Exercise goal: What you write should be the line containing "p1\nix1 0 r UNASSIGNED\n\" followed by every line after it to the end of the listing, exactly as given, and nothing more.

Data records:

________________________________________

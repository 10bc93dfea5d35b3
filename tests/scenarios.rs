//! End-to-end reconciliation scenarios (§8), driven against a fake cluster
//! client so no network or real Elasticsearch is required.

use std::collections::{HashMap, VecDeque};
use std::sync::Mutex;

use async_trait::async_trait;

use shard_planner::client::{
    ClusterClient, NodeStatsResponse, RawFsStat, RawFsTotal, RawJvmMem, RawJvmStat, RawNodeStat,
    RerouteCommand, RerouteResponse,
};
use shard_planner::config::PlannerConfig;
use shard_planner::error::{PlannerError, Result};
use shard_planner::orchestrator::ControllerState;

enum RerouteOutcome {
    Ack,
    Reject(&'static str),
}

struct FakeCluster {
    nodes: Vec<RawNodeStat>,
    indices: String,
    shards: String,
    reroute_script: Mutex<VecDeque<RerouteOutcome>>,
    reroute_calls: Mutex<Vec<RerouteCommand>>,
    settings_calls: Mutex<Vec<(String, u32)>>,
}

impl FakeCluster {
    fn new(nodes: Vec<RawNodeStat>, indices: &str, shards: &str) -> Self {
        FakeCluster {
            nodes,
            indices: indices.to_string(),
            shards: shards.to_string(),
            reroute_script: Mutex::new(VecDeque::new()),
            reroute_calls: Mutex::new(Vec::new()),
            settings_calls: Mutex::new(Vec::new()),
        }
    }

    fn with_reroute_script(self, script: Vec<RerouteOutcome>) -> Self {
        *self.reroute_script.lock().unwrap() = script.into_iter().collect();
        self
    }
}

#[async_trait]
impl ClusterClient for FakeCluster {
    async fn node_stats(&self) -> Result<NodeStatsResponse> {
        let map = self
            .nodes
            .iter()
            .map(|n| {
                (
                    n.name.clone(),
                    RawNodeStat {
                        name: n.name.clone(),
                        host: n.host.clone(),
                        roles: n.roles.clone(),
                        attributes: n.attributes.clone(),
                        jvm: n.jvm.as_ref().map(|j| RawJvmStat { mem: RawJvmMem { heap_max_in_bytes: j.mem.heap_max_in_bytes } }),
                        fs: n.fs.as_ref().map(|f| RawFsStat {
                            total: RawFsTotal {
                                total_in_bytes: f.total.total_in_bytes,
                                available_in_bytes: f.total.available_in_bytes,
                            },
                        }),
                    },
                )
            })
            .collect();
        Ok(NodeStatsResponse { nodes: map })
    }

    async fn cat_indices(&self) -> Result<String> {
        Ok(self.indices.clone())
    }

    async fn cat_shards(&self) -> Result<String> {
        Ok(self.shards.clone())
    }

    async fn put_index_settings(&self, index: &str, number_of_replicas: u32) -> Result<()> {
        self.settings_calls.lock().unwrap().push((index.to_string(), number_of_replicas));
        Ok(())
    }

    async fn reroute(&self, commands: Vec<RerouteCommand>) -> Result<RerouteResponse> {
        self.reroute_calls.lock().unwrap().extend(commands.into_iter());
        let next = self.reroute_script.lock().unwrap().pop_front();
        match next {
            None | Some(RerouteOutcome::Ack) => Ok(RerouteResponse { acknowledged: true }),
            Some(RerouteOutcome::Reject(reason)) => Err(PlannerError::RerouteRejected(reason.to_string())),
        }
    }

    async fn put_cluster_settings(&self, _persistent: serde_json::Value, _transient: serde_json::Value) -> Result<()> {
        Ok(())
    }
}

fn data_node(name: &str, zone: &str, memory: u64) -> RawNodeStat {
    node_with_disk(name, zone, memory, 100_000_000, 90_000_000)
}

fn node_with_disk(name: &str, zone: &str, memory: u64, disk_total: u64, disk_free: u64) -> RawNodeStat {
    let mut attrs = HashMap::new();
    attrs.insert("zone".to_string(), zone.to_string());
    RawNodeStat {
        name: name.to_string(),
        host: Some("10.0.0.1".to_string()),
        roles: vec!["data".to_string()],
        attributes: attrs,
        jvm: Some(RawJvmStat { mem: RawJvmMem { heap_max_in_bytes: memory } }),
        fs: Some(RawFsStat { total: RawFsTotal { total_in_bytes: disk_total, available_in_bytes: disk_free } }),
    }
}

fn two_zone_config() -> PlannerConfig {
    toml::from_str(
        r#"
        [[zones]]
        name = "primary"
        shards = 1

        [[zones]]
        name = "spot"
        risky = true
        shards = 1
        "#,
    )
    .unwrap()
}

/// Scenario: a freshly created index has an unassigned replica; the
/// dispatcher should allocate it onto an eligible node in the other zone.
#[tokio::test]
async fn unassigned_replica_gets_allocated() {
    let config = two_zone_config();
    let cluster = FakeCluster::new(
        vec![data_node("p1", "primary", 1_000_000_000), data_node("s1", "spot", 1_000_000_000)],
        "open green ix uuid1\n",
        "ix 0 p STARTED 0 10mb 10.0.0.1 p1\nix 0 r UNASSIGNED\n",
    );

    let mut state = ControllerState::new();
    state.tick(&cluster, &config).await.unwrap();

    let calls = cluster.reroute_calls.lock().unwrap();
    assert_eq!(calls.len(), 1);
    assert!(matches!(&calls[0], RerouteCommand::AllocateReplica { index, shard, node } if index == "ix" && *shard == 0 && node == "s1"));
}

/// Scenario: both primary and replica ended up STARTED in the same zone;
/// rule D should move one of them out to the under-served zone.
#[tokio::test]
async fn over_allocated_zone_triggers_a_move() {
    let config = two_zone_config();
    let cluster = FakeCluster::new(
        vec![data_node("p1", "primary", 1_000_000_000), data_node("p2", "primary", 1_000_000_000), data_node("s1", "spot", 1_000_000_000)],
        "open green ix uuid1\n",
        "ix 0 p STARTED 0 10mb 10.0.0.1 p1\nix 0 r STARTED 0 10mb 10.0.0.1 p2\n",
    );

    let mut state = ControllerState::new();
    state.tick(&cluster, &config).await.unwrap();

    let calls = cluster.reroute_calls.lock().unwrap();
    assert_eq!(calls.len(), 1);
    assert!(matches!(&calls[0], RerouteCommand::Move { index, shard, to_node, .. } if index == "ix" && *shard == 0 && to_node == "s1"));
}

/// Scenario: the cluster rejects a reroute with "too many copies of the
/// shard"; the dispatcher disables awareness, waits, and retries once.
#[tokio::test(start_paused = true)]
async fn too_many_copies_retries_with_awareness_off() {
    let config = two_zone_config();
    let cluster = FakeCluster::new(
        vec![data_node("p1", "primary", 1_000_000_000), data_node("s1", "spot", 1_000_000_000)],
        "open green ix uuid1\n",
        "ix 0 p STARTED 0 10mb 10.0.0.1 p1\nix 0 r UNASSIGNED\n",
    )
    .with_reroute_script(vec![RerouteOutcome::Reject("[NO(too many copies of the shard)]"), RerouteOutcome::Ack]);

    let mut state = ControllerState::new();
    let before = tokio::time::Instant::now();
    state.tick(&cluster, &config).await.unwrap();
    assert!(before.elapsed() >= std::time::Duration::from_secs(5));

    let calls = cluster.reroute_calls.lock().unwrap();
    assert_eq!(calls.len(), 2, "first rejected attempt and the awareness-off retry");
}

/// Scenario: repeated unrecoverable reroute failures trip the circuit
/// breaker and abort the tick.
#[tokio::test]
async fn repeated_failures_trip_circuit_breaker() {
    let config: PlannerConfig = toml::from_str(
        r#"
        [[zones]]
        name = "primary"
        shards = 2

        [constants]
        max_move_failures = 2
        "#,
    )
    .unwrap();
    let cluster = FakeCluster::new(
        vec![data_node("p1", "primary", 1_000_000_000), data_node("p2", "primary", 1_000_000_000)],
        "open green ix1 uuid1\nopen green ix2 uuid2\n",
        "ix1 0 p STARTED 0 10mb 10.0.0.1 p1\nix1 0 r UNASSIGNED\nix2 0 p STARTED 0 10mb 10.0.0.1 p2\nix2 0 r UNASSIGNED\n",
    )
    .with_reroute_script(vec![RerouteOutcome::Reject("disk watermark exceeded"), RerouteOutcome::Reject("disk watermark exceeded")]);

    let mut state = ControllerState::new();
    let result = state.tick(&cluster, &config).await;
    assert!(matches!(result, Err(PlannerError::CircuitBreaker(_))));
}

/// Scenario: a node is nearly out of disk; rule E should move its largest
/// started shard to a healthy node in the same zone.
#[tokio::test]
async fn full_disk_node_sheds_its_largest_shard() {
    let config: PlannerConfig = toml::from_str(
        r#"
        [[zones]]
        name = "primary"
        shards = 1
        "#,
    )
    .unwrap();
    let cluster = FakeCluster::new(
        vec![
            node_with_disk("n-full", "primary", 1_000_000_000, 100_000_000, 4_000_000),
            node_with_disk("n-ok", "primary", 1_000_000_000, 100_000_000, 90_000_000),
        ],
        "open green ix uuid1\n",
        "ix 0 p STARTED 0 20mb 10.0.0.1 n-full\n",
    );

    let mut state = ControllerState::new();
    state.tick(&cluster, &config).await.unwrap();

    let calls = cluster.reroute_calls.lock().unwrap();
    assert_eq!(calls.len(), 1);
    assert!(matches!(&calls[0], RerouteCommand::Move { index, shard, from_node, to_node } if index == "ix" && *shard == 0 && from_node == "n-full" && to_node == "n-ok"));
}

/// Scenario: an index has no active copies at all (both primary and replica
/// UNASSIGNED); the dispatcher must allocate the primary first.
#[tokio::test]
async fn red_index_gets_its_primary_allocated() {
    let config = two_zone_config();
    let cluster = FakeCluster::new(
        vec![data_node("p1", "primary", 1_000_000_000), data_node("s1", "spot", 1_000_000_000)],
        "open red ix uuid1\n",
        "ix 0 p UNASSIGNED\nix 0 r UNASSIGNED\n",
    );

    let mut state = ControllerState::new();
    state.tick(&cluster, &config).await.unwrap();

    let calls = cluster.reroute_calls.lock().unwrap();
    assert_eq!(calls.len(), 1);
    assert!(matches!(&calls[0], RerouteCommand::AllocateEmptyPrimary { index, shard, node, .. } if index == "ix" && *shard == 0 && node == "p1"));
}

/// Scenario: several unassigned replicas share one busy source primary; the
/// per-tick bandwidth cap should let only as many through as fit under
/// `concurrent * big_shard_size`, deferring the rest to the next tick.
#[tokio::test]
async fn bandwidth_cap_defers_excess_moves() {
    let config: PlannerConfig = toml::from_str(
        r#"
        [[zones]]
        name = "primary"
        shards = 1

        [[zones]]
        name = "spot"
        risky = true
        shards = 1

        [constants]
        concurrent = 1
        big_shard_size = "2gb"
        "#,
    )
    .unwrap();
    let cluster = FakeCluster::new(
        vec![
            data_node("p1", "primary", 1_000_000_000),
            data_node("s1", "spot", 1_000_000_000),
            data_node("s2", "spot", 1_000_000_000),
            data_node("s3", "spot", 1_000_000_000),
        ],
        "open green ix1 uuid1\nopen green ix2 uuid2\nopen green ix3 uuid3\n",
        "ix1 0 p STARTED 0 1gb 10.0.0.1 p1\nix1 0 r UNASSIGNED\n\
         ix2 0 p STARTED 0 1gb 10.0.0.1 p1\nix2 0 r UNASSIGNED\n\
         ix3 0 p STARTED 0 1gb 10.0.0.1 p1\nix3 0 r UNASSIGNED\n",
    );

    let mut state = ControllerState::new();
    state.tick(&cluster, &config).await.unwrap();

    let calls = cluster.reroute_calls.lock().unwrap();
    assert_eq!(calls.len(), 2, "only two 1gb replicas fit under a 1 * 2gb bandwidth budget from the shared source");
}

________________________________________

Result for this task:
        "ix1 0 p STARTED 0 1gb 10.0.0.1 p1\nix1 0 r UNASSIGNED\n\
         ix2 0 p STARTED 0 1gb 10.0.0.1 p1\nix2 0 r UNASSIGNED\n\
         ix3 0 p STARTED 0 1gb 10.0.0.1 p1\nix3 0 r UNASSIGNED\n",
    );

    let mut state = ControllerState::new();
    state.tick(&cluster, &config).await.unwrap();

    let calls = cluster.reroute_calls.lock().unwrap();
    assert_eq!(calls.len(), 2, "only two 1gb replicas fit under a 1 * 2gb bandwidth budget from the shared source");
}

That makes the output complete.